DIRECTIONS FOR THIS TASK >> In the entries that follow, the lines from the one with "branches stay monotonic." through the one with "let b = 2.0 - m;" are the ones to write out, exactly and with both ends included. Nothing else should appear.

DATA LISTING >>
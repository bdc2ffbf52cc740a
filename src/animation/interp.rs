/// Maximum slope of the parabolic ease, reached at `t = 0.5`.
///
/// `1.0` degenerates to linear; `2.0` is the steepest curve whose branches stay monotonic.
pub const PARABOLIC_MAX_SLOPE: f64 = 2.0;

/// Interpolation applied from a keyframe toward the next keyframe.
#[derive(Clone, Copy, Debug, PartialEq, Eq, Hash, serde::Serialize, serde::Deserialize)]
#[serde(rename_all = "snake_case")]
pub enum Interp {
    /// Hold the keyframe value until the next keyframe.
    Constant,
    /// Straight-line interpolation.
    Linear,
    /// Symmetric ease-in/ease-out built from two quadratic branches.
    Parabolic,
}

impl Interp {
    /// Map normalized progress `t` in `[0, 1]` through this curve.
    ///
    /// `Constant` maps everything before the next keyframe to `0`.
    pub fn apply(self, t: f64) -> f64 {
        let t = t.clamp(0.0, 1.0);
        match self {
            Self::Constant => 0.0,
            Self::Linear => t,
            Self::Parabolic => parabolic(t, PARABOLIC_MAX_SLOPE),
        }
    }
}

/// Two-branch quadratic ease with maximum slope `max_slope` (clamped to `[1, 2]`).
///
/// The rising branch `a*t^2 + b*t` covers `[0, 0.5]`; the falling branch mirrors it through
/// `(0.5, 0.5)`.
pub fn parabolic(t: f64, max_slope: f64) -> f64 {
    let m = max_slope.clamp(1.0, 2.0);
    let b = 2.0 - m;
    let a = 2.0 * m - 2.0;
    let rise = |u: f64| a * u * u + b * u;

    let t = t.clamp(0.0, 1.0);
    if t < 0.5 { rise(t) } else { 1.0 - rise(1.0 - t) }
}

#[cfg(test)]
#[path = "../../tests/unit/animation/interp.rs"]
mod tests;
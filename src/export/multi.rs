use std::ops::Range;
use std::path::Path;
use std::sync::atomic::{AtomicBool, Ordering};
use std::sync::mpsc::{self, RecvTimeoutError};

use tracing::{debug, info, warn};

use crate::config::MissingFramePolicy;
use crate::encode::sink::FrameSink;
use crate::export::job::{ExportJob, ExportStats};
use crate::export::progress::ProgressReporter;
use crate::export::tempdir::TempDirGuard;
use crate::foundation::core::{FrameIndex, Resolution};
use crate::foundation::error::{MotionError, MotionResult};
use crate::render::frame::{FrameRGBA, premultiply_rgba8_in_place, unpremultiply_rgba8_in_place};
use crate::scene::Scene;

/// Split `0..n` into `min(workers, n)` contiguous chunks; the last chunk takes the remainder.
pub fn partition(n: usize, workers: usize) -> Vec<Range<usize>> {
    if n == 0 {
        return Vec::new();
    }
    let k = workers.clamp(1, n);
    let size = n / k;
    (0..k)
        .map(|i| {
            let start = i * size;
            let end = if i + 1 == k { n } else { start + size };
            start..end
        })
        .collect()
}

enum WorkerMsg {
    FrameDone,
    Finished {
        worker: usize,
        result: MotionResult<()>,
    },
}

/// Render each scene on worker threads into a temp directory, then feed the images to the sink.
pub(crate) fn run(
    job: &ExportJob<'_>,
    sink: &mut dyn FrameSink,
    progress: &mut ProgressReporter,
    workers: usize,
) -> MotionResult<ExportStats> {
    let cfg = &job.options.config;
    let mut stats = ExportStats {
        frames_total: progress.total(),
        scenes: job.scenes.len(),
        ..ExportStats::default()
    };
    let mut pos = 0u64;

    for (si, scene) in job.scenes.iter().enumerate() {
        let frames: Vec<i64> = scene.frames().collect();
        info!(scene = si, frames = frames.len(), workers, "scene started");
        if frames.is_empty() {
            continue;
        }

        let dir = TempDirGuard::create(&cfg.temp_root(), cfg.max_temp_dir_attempts)?;
        render_scene(job, scene, si, &frames, &dir, workers, progress)?;

        consume_scene(job, sink, &dir, frames.len() as u64, &mut pos, &mut stats)?;

        drop(dir);
        info!(scene = si, "scene finished");
    }
    Ok(stats)
}

/// Push the scene's images to the sink in order, applying the missing-frame policy.
fn consume_scene(
    job: &ExportJob<'_>,
    sink: &mut dyn FrameSink,
    dir: &TempDirGuard,
    count: u64,
    pos: &mut u64,
    stats: &mut ExportStats,
) -> MotionResult<()> {
    let policy = job.options.config.missing_frame_policy;
    for local in 0..count {
        job.options.cancel.check()?;
        let path = dir.frame_path(local);
        match read_frame(&path, job.resolution) {
            Ok(frame) => {
                sink.push_frame(FrameIndex(*pos), &frame)?;
                *pos += 1;
                stats.frames_written += 1;
            }
            Err(e) => match policy {
                MissingFramePolicy::Abort => {
                    return Err(MotionError::export_io(format!(
                        "frame image '{}' unusable: {e}",
                        path.display()
                    )));
                }
                MissingFramePolicy::Skip => {
                    warn!(pos = local, "skipping frame image: {e}");
                    stats.frames_skipped += 1;
                }
            },
        }
    }
    Ok(())
}

/// Render one scene's frames in parallel. Returns after every worker has been joined.
fn render_scene(
    job: &ExportJob<'_>,
    scene: &Scene,
    scene_index: usize,
    frames: &[i64],
    dir: &TempDirGuard,
    workers: usize,
    progress: &mut ProgressReporter,
) -> MotionResult<()> {
    let chunks = partition(frames.len(), workers);
    let cancel = &job.options.cancel;
    let poll = job.options.config.poll_interval();
    let stop = AtomicBool::new(false);
    let scene_frames = frames.len() as u64;

    std::thread::scope(|scope| -> MotionResult<()> {
        let (tx, rx) = mpsc::channel::<WorkerMsg>();
        let mut handles = Vec::with_capacity(chunks.len());

        for (worker, range) in chunks.iter().cloned().enumerate() {
            let tx = tx.clone();
            let stop = &stop;
            let chunk = &frames[range.clone()];
            handles.push(scope.spawn(move || {
                debug!(worker, start = range.start, end = range.end, "worker started");
                let result = render_chunk(job, scene, chunk, range.start, dir, stop, &tx);
                if result.is_err() {
                    stop.store(true, Ordering::SeqCst);
                }
                let _ = tx.send(WorkerMsg::Finished { worker, result });
            }));
        }
        drop(tx);

        let mut running = handles.len();
        let mut scene_done = 0u64;
        let mut first_err: Option<MotionError> = None;
        while running > 0 {
            match rx.recv_timeout(poll) {
                Ok(WorkerMsg::FrameDone) => {
                    scene_done += 1;
                    progress.frame_done(scene_index, scene_done, scene_frames);
                }
                Ok(WorkerMsg::Finished { worker, result }) => {
                    running -= 1;
                    debug!(worker, ok = result.is_ok(), "worker exited");
                    if let Err(e) = result
                        && first_err.is_none()
                    {
                        first_err = Some(e);
                    }
                }
                Err(RecvTimeoutError::Timeout) => {}
                Err(RecvTimeoutError::Disconnected) => break,
            }
            if cancel.is_cancelled() {
                stop.store(true, Ordering::SeqCst);
            }
        }

        for handle in handles {
            if handle.join().is_err() && first_err.is_none() {
                first_err = Some(MotionError::render("render worker panicked"));
            }
        }

        cancel.check()?;
        match first_err {
            Some(e) => Err(e),
            None => Ok(()),
        }
    })
}

fn render_chunk(
    job: &ExportJob<'_>,
    scene: &Scene,
    chunk: &[i64],
    first_pos: usize,
    dir: &TempDirGuard,
    stop: &AtomicBool,
    tx: &mpsc::Sender<WorkerMsg>,
) -> MotionResult<()> {
    for (i, &frame) in chunk.iter().enumerate() {
        job.options.cancel.check()?;
        if stop.load(Ordering::SeqCst) {
            return Ok(());
        }
        let buf = scene.render(job.resolution, frame)?;
        write_frame(&dir.frame_path((first_pos + i) as u64), &buf)?;
        let _ = tx.send(WorkerMsg::FrameDone);
    }
    Ok(())
}

fn write_frame(path: &Path, frame: &FrameRGBA) -> MotionResult<()> {
    let mut rgba = frame.data.clone();
    unpremultiply_rgba8_in_place(&mut rgba);
    image::save_buffer(
        path,
        &rgba,
        frame.width,
        frame.height,
        image::ExtendedColorType::Rgba8,
    )
    .map_err(|e| MotionError::export_io(format!("failed to write '{}': {e}", path.display())))
}

fn read_frame(path: &Path, expected: Resolution) -> MotionResult<FrameRGBA> {
    use anyhow::Context as _;
    let img = image::open(path)
        .with_context(|| format!("read '{}'", path.display()))?
        .to_rgba8();
    if img.dimensions() != (expected.width, expected.height) {
        return Err(MotionError::export_io(format!(
            "'{}' is {}x{}, expected {}x{}",
            path.display(),
            img.width(),
            img.height(),
            expected.width,
            expected.height
        )));
    }
    let mut data = img.into_raw();
    premultiply_rgba8_in_place(&mut data);
    FrameRGBA::from_premul_bytes(expected, data)
}

#[cfg(test)]
#[path = "../../tests/unit/export/multi.rs"]
mod tests;
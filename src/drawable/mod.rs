//! Everything a scene can draw, plus the modifiers applied to it.

pub mod chart;
pub mod group;
pub mod media;
pub mod modifier;
pub mod shapes;
pub mod title;

use tracing::trace;

use crate::animation::property::Property;
use crate::foundation::core::Resolution;
use crate::foundation::error::MotionResult;
use crate::render::frame::FrameRGBA;
use crate::render::raster::{PathFill, rasterize};

pub use chart::BarGraph;
pub use group::{Group, Placement};
pub use media::{Image, RasterImage, RasterRequest, RasterSource, SharedRasterSource, Text, Video};
pub use modifier::{Modifier, ModifierKind};
pub use shapes::{Arrow, Circle, CircularArc, Ellipse, Line, Outline, Polygon, Rect};
pub use title::HorizontalTitle;

#[derive(Clone, Debug)]
pub enum DrawableKind {
    Rect(Rect),
    Circle(Circle),
    Ellipse(Ellipse),
    Polygon(Polygon),
    Line(Line),
    Arc(CircularArc),
    Arrow(Arrow),
    BarGraph(BarGraph),
    Text(Text),
    Image(Image),
    Video(Video),
    Group(Group),
}

impl DrawableKind {
    fn name(&self) -> &'static str {
        match self {
            Self::Rect(_) => "rect",
            Self::Circle(_) => "circle",
            Self::Ellipse(_) => "ellipse",
            Self::Polygon(_) => "polygon",
            Self::Line(_) => "line",
            Self::Arc(_) => "arc",
            Self::Arrow(_) => "arrow",
            Self::BarGraph(_) => "bar_graph",
            Self::Text(_) => "text",
            Self::Image(_) => "image",
            Self::Video(_) => "video",
            Self::Group(_) => "group",
        }
    }

    fn vector_fills(&self, frame: i64) -> Option<Vec<PathFill>> {
        Some(match self {
            Self::Rect(s) => s.fills(frame),
            Self::Circle(s) => s.fills(frame),
            Self::Ellipse(s) => s.fills(frame),
            Self::Polygon(s) => s.fills(frame),
            Self::Line(s) => s.fills(frame),
            Self::Arc(s) => s.fills(frame),
            Self::Arrow(s) => s.fills(frame),
            Self::BarGraph(s) => s.fills(frame),
            Self::Text(_) | Self::Image(_) | Self::Video(_) | Self::Group(_) => return None,
        })
    }
}

/// A renderable element: visibility, modifier chain and the thing itself.
#[derive(Clone, Debug)]
pub struct Drawable {
    pub visible: Property<bool>,
    pub modifiers: Vec<Modifier>,
    pub kind: DrawableKind,
}

impl Drawable {
    pub fn new(kind: impl Into<DrawableKind>) -> Self {
        Self {
            visible: Property::new(true),
            modifiers: Vec::new(),
            kind: kind.into(),
        }
    }

    pub fn with_modifier(mut self, modifier: Modifier) -> Self {
        self.modifiers.push(modifier);
        self
    }

    pub fn add_modifier(&mut self, modifier: Modifier) -> &mut Self {
        self.modifiers.push(modifier);
        self
    }

    pub fn visible_at(&self, frame: i64) -> bool {
        self.visible.evaluate(frame)
    }

    /// Render at `frame` into a `res`-sized premultiplied buffer.
    ///
    /// Hidden drawables yield a fully transparent buffer.
    pub fn render(&self, res: Resolution, frame: i64) -> MotionResult<FrameRGBA> {
        if !self.visible_at(frame) {
            return Ok(FrameRGBA::transparent(res));
        }

        let mut buf = match &self.kind {
            DrawableKind::Text(t) => t.render(res, frame)?,
            DrawableKind::Image(i) => i.render(res, frame)?,
            DrawableKind::Video(v) => v.render(res, frame)?,
            DrawableKind::Group(g) => g.compose(res, frame)?,
            kind => {
                let fills = kind.vector_fills(frame).unwrap_or_default();
                rasterize(res, &fills)?
            }
        };

        for modifier in &self.modifiers {
            if modifier.enabled_at(frame) {
                buf = modifier.apply(buf, frame)?;
            }
        }

        if let DrawableKind::Group(g) = &self.kind {
            buf = g.place(buf, frame)?;
        }
        trace!(kind = self.kind.name(), frame, "rendered drawable");
        Ok(buf)
    }
}

macro_rules! impl_into_drawable {
    ($($ty:ident => $variant:ident),* $(,)?) => {
        $(
            impl From<$ty> for DrawableKind {
                fn from(v: $ty) -> Self {
                    Self::$variant(v)
                }
            }

            impl From<$ty> for Drawable {
                fn from(v: $ty) -> Self {
                    Drawable::new(v)
                }
            }
        )*
    };
}

impl_into_drawable!(
    Rect => Rect,
    Circle => Circle,
    Ellipse => Ellipse,
    Polygon => Polygon,
    Line => Line,
    CircularArc => Arc,
    Arrow => Arrow,
    BarGraph => BarGraph,
    Text => Text,
    Image => Image,
    Video => Video,
    Group => Group,
);

#[cfg(test)]
#[path = "../../tests/unit/drawable/drawable.rs"]
mod tests;
//! motioncraft is a programmatic 2D animation engine.
//!
//! Build a [`Scene`] from keyframed drawables, then export one or more scenes to MP4:
//!
//! - Animate values with [`Property`] keyframes and easing ([`Interp`])
//! - Compose shapes, media and [`Group`]s, each with optional [`Modifier`]s
//! - Render frames to premultiplied RGBA8 ([`FrameRGBA`]), optionally motion-blurred
//! - Stream frames into a [`FrameSink`] with [`export`] or an [`ExportJob`], on one thread or many
#![forbid(unsafe_code)]

pub mod animation;
pub mod config;
pub mod drawable;
pub mod encode;
pub mod export;
pub mod foundation;
pub mod render;
pub mod scene;

pub use crate::animation::interp::Interp;
pub use crate::animation::property::{Keyframe, Property};
pub use crate::animation::vector::{ColorProperty, Vec2Property, VectorProperty};
pub use crate::config::{EngineConfig, MissingFramePolicy, MotionBlurConfig};
pub use crate::drawable::{
    Arrow, BarGraph, Circle, CircularArc, Drawable, DrawableKind, Ellipse, Group, HorizontalTitle,
    Image, Line, Modifier, ModifierKind, Outline, Placement, Polygon, RasterImage, RasterRequest,
    RasterSource, Rect, SharedRasterSource, Text, Video,
};
pub use crate::encode::{FfmpegSink, FfmpegSinkOpts, FrameSink, InMemorySink, SinkConfig};
pub use crate::export::{
    CancelToken, ExportJob, ExportOptions, ExportStats, Notifier, Strategy, export,
};
pub use crate::foundation::core::{Fps, FrameIndex, Resolution, Rgba8};
pub use crate::foundation::error::{MotionError, MotionResult};
pub use crate::render::FrameRGBA;
pub use crate::scene::{Pause, Scene};
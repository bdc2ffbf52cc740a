use std::sync::Arc;
use std::sync::atomic::{AtomicBool, Ordering};

use crate::foundation::error::{MotionError, MotionResult};

/// Shared cancellation flag. Clones observe the same flag.
#[derive(Clone, Debug, Default)]
pub struct CancelToken(Arc<AtomicBool>);

impl CancelToken {
    pub fn new() -> Self {
        Self::default()
    }

    pub fn cancel(&self) {
        self.0.store(true, Ordering::SeqCst);
    }

    pub fn is_cancelled(&self) -> bool {
        self.0.load(Ordering::SeqCst)
    }

    /// `Err(MotionError::Cancelled)` once cancelled.
    pub fn check(&self) -> MotionResult<()> {
        if self.is_cancelled() {
            Err(MotionError::Cancelled)
        } else {
            Ok(())
        }
    }
}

SOLUTION >>
/// `1.0` degenerates to linear; `2.0` is the steepest curve whose branches stay monotonic.
pub const PARABOLIC_MAX_SLOPE: f64 = 2.0;

/// Interpolation applied from a keyframe toward the next keyframe.
#[derive(Clone, Copy, Debug, PartialEq, Eq, Hash, serde::Serialize, serde::Deserialize)]
#[serde(rename_all = "snake_case")]
pub enum Interp {
    /// Hold the keyframe value until the next keyframe.
    Constant,
    /// Straight-line interpolation.
    Linear,
    /// Symmetric ease-in/ease-out built from two quadratic branches.
    Parabolic,
}

impl Interp {
    /// Map normalized progress `t` in `[0, 1]` through this curve.
    ///
    /// `Constant` maps everything before the next keyframe to `0`.
    pub fn apply(self, t: f64) -> f64 {
        let t = t.clamp(0.0, 1.0);
        match self {
            Self::Constant => 0.0,
            Self::Linear => t,
            Self::Parabolic => parabolic(t, PARABOLIC_MAX_SLOPE),
        }
    }
}

/// Two-branch quadratic ease with maximum slope `max_slope` (clamped to `[1, 2]`).
///
/// The rising branch `a*t^2 + b*t` covers `[0, 0.5]`; the falling branch mirrors it through
/// `(0.5, 0.5)`.
pub fn parabolic(t: f64, max_slope: f64) -> f64 {
    let m = max_slope.clamp(1.0, 2.0);
    let b = 2.0 - m;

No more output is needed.